=== MATERIAL PROVIDED ===

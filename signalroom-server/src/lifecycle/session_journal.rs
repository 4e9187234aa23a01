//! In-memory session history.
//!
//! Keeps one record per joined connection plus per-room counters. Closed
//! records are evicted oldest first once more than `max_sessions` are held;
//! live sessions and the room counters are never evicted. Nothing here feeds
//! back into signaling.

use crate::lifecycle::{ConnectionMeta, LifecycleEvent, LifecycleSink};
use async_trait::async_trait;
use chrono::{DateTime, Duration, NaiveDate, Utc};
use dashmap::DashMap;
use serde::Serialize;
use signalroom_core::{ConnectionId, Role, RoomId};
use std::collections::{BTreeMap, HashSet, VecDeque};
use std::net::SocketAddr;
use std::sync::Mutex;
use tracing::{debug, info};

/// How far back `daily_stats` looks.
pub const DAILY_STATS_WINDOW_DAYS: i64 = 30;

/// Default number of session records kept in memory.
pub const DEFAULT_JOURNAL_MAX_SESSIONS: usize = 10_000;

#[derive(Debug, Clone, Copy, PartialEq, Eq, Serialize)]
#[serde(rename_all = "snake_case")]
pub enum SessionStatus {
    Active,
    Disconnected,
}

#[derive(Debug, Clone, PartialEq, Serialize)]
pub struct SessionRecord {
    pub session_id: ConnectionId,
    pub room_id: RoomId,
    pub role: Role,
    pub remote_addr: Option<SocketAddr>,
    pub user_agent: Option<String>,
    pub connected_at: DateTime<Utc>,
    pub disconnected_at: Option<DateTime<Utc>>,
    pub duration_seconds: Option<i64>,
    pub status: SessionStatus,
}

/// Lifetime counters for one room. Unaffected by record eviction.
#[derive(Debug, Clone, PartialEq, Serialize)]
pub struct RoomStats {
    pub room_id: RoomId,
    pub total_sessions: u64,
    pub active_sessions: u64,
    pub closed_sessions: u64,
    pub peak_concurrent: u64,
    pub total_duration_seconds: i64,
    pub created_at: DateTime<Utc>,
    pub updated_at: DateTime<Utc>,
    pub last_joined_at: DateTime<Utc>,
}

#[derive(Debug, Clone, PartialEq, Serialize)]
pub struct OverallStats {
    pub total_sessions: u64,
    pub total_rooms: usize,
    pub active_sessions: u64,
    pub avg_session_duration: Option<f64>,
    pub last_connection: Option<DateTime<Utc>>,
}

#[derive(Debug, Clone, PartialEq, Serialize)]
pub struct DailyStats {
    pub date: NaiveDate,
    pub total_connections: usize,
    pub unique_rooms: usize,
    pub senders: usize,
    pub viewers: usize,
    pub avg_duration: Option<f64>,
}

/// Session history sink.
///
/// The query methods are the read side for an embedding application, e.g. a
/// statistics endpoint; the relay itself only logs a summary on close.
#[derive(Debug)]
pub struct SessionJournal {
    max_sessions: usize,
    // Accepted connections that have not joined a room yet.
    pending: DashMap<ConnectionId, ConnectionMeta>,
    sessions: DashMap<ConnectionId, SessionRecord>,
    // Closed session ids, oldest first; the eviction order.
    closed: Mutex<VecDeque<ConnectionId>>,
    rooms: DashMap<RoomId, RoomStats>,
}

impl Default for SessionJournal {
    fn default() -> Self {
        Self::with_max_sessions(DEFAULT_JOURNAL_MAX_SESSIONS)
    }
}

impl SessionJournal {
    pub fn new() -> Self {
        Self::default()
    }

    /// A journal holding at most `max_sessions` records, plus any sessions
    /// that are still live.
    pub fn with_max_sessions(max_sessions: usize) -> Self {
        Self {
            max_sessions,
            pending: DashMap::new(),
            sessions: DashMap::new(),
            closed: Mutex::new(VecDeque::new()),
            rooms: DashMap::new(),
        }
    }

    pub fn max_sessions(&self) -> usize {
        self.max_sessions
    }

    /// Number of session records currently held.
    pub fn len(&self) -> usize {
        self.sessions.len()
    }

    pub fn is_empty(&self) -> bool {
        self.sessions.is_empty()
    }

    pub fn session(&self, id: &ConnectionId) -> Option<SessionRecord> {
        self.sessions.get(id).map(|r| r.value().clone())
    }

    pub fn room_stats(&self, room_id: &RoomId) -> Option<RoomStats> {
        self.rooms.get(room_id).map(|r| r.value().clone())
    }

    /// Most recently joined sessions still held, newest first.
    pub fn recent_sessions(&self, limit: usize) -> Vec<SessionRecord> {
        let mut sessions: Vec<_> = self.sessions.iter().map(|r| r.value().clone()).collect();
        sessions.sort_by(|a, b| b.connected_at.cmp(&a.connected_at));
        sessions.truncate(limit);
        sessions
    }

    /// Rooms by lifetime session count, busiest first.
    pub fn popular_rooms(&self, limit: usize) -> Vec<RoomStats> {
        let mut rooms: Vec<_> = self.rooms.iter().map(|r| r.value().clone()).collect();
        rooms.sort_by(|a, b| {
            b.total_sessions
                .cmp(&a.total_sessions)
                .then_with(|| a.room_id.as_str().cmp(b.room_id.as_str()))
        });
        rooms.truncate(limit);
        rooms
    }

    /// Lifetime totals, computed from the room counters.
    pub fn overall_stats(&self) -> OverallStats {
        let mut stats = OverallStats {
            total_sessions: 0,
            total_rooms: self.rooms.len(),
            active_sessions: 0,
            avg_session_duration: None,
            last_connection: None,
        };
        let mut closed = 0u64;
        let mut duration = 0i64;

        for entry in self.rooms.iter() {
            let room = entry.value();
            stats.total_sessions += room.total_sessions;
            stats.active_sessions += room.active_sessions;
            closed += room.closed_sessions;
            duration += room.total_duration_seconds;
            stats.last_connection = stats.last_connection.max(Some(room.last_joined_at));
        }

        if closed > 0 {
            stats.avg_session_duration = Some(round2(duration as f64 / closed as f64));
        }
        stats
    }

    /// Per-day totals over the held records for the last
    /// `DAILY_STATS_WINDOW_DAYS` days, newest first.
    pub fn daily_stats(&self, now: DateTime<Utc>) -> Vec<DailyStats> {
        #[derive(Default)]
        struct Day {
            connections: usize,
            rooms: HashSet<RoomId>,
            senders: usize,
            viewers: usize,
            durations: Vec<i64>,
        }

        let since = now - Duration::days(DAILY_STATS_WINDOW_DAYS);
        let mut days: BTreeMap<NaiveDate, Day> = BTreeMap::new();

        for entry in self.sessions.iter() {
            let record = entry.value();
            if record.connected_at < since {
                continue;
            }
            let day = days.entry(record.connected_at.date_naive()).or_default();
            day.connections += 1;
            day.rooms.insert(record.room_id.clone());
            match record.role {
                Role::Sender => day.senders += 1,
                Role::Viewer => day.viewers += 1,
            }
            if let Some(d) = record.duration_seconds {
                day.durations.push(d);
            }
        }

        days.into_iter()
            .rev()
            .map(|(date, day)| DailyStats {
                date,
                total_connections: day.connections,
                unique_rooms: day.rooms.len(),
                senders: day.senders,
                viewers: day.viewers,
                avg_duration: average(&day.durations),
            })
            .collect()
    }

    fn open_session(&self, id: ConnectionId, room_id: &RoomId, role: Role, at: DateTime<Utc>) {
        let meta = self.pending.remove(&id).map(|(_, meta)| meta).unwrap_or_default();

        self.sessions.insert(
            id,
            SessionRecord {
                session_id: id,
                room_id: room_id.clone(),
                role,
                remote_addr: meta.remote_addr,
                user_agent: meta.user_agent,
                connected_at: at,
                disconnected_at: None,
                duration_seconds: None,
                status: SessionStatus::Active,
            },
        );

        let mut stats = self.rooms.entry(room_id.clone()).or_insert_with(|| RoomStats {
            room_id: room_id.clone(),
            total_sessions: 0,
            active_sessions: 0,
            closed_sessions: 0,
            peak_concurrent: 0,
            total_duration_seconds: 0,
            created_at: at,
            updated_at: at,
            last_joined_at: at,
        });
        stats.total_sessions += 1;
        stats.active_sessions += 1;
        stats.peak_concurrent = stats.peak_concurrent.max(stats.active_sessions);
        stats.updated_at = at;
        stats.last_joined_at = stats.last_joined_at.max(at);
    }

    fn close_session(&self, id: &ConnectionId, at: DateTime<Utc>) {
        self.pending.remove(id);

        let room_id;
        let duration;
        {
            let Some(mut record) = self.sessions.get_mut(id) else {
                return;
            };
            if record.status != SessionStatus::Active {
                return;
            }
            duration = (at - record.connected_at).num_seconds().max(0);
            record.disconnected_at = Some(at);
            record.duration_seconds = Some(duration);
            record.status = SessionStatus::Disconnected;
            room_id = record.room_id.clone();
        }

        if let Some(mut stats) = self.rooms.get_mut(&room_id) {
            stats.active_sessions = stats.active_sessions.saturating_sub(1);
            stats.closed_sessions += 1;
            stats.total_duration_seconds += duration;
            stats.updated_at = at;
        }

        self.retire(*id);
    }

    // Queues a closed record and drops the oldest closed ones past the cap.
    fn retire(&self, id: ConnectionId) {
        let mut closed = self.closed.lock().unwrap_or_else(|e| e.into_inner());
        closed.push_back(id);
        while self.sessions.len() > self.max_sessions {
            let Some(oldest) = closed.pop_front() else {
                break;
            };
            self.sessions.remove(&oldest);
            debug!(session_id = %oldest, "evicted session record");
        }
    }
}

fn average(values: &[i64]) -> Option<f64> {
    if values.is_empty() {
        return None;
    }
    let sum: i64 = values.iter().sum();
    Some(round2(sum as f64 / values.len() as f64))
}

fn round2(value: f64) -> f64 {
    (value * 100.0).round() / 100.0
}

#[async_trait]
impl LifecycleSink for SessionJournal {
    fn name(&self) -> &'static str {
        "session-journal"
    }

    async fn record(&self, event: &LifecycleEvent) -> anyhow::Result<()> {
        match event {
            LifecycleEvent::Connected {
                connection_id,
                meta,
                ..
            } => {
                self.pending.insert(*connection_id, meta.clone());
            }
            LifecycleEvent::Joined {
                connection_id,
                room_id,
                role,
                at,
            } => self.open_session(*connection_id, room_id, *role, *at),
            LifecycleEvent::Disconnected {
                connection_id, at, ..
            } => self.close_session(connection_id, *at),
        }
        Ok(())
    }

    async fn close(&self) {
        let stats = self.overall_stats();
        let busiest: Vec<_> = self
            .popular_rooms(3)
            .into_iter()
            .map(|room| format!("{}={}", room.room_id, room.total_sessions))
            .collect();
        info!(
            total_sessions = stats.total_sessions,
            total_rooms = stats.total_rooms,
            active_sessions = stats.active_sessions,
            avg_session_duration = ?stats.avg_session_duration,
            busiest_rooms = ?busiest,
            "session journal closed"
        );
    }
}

===
=== MATERIAL PROVIDED ===

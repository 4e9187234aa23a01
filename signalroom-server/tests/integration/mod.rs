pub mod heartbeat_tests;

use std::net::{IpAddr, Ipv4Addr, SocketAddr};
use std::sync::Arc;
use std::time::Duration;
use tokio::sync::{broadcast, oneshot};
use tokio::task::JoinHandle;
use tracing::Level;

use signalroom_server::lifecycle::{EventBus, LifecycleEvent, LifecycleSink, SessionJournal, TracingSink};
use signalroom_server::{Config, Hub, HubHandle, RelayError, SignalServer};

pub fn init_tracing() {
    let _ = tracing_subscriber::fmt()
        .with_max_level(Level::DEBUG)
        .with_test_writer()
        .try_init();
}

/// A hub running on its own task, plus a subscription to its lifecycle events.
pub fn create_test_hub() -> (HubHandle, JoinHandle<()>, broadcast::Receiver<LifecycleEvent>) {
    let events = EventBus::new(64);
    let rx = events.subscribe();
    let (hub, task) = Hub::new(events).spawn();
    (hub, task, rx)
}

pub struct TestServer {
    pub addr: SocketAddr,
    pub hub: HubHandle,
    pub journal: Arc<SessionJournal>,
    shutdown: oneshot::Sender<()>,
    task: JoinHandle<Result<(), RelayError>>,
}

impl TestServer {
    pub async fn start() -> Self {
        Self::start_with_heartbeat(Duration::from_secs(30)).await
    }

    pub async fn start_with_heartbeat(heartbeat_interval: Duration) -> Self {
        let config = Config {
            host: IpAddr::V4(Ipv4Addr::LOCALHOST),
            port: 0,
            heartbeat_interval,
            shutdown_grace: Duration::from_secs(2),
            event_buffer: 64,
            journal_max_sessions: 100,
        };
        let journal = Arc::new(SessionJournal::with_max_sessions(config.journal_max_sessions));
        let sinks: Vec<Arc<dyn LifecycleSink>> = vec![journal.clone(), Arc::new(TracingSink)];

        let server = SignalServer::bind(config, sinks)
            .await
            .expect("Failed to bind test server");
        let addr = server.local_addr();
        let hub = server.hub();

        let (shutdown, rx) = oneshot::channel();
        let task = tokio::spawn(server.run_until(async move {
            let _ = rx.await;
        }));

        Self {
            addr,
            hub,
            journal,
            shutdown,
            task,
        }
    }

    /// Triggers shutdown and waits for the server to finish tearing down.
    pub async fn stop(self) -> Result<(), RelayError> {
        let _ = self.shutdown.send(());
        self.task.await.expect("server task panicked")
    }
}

===

→ **PROBLEM DETAILS**: Go through the lines above and copy any that contain "plus".

→ **OUTPUT OF THE EXERCISE**:
//! Keeps one record per joined connection plus per-room counters. Closed
    /// A journal holding at most `max_sessions` records, plus any sessions
/// A hub running on its own task, plus a subscription to its lifecycle events.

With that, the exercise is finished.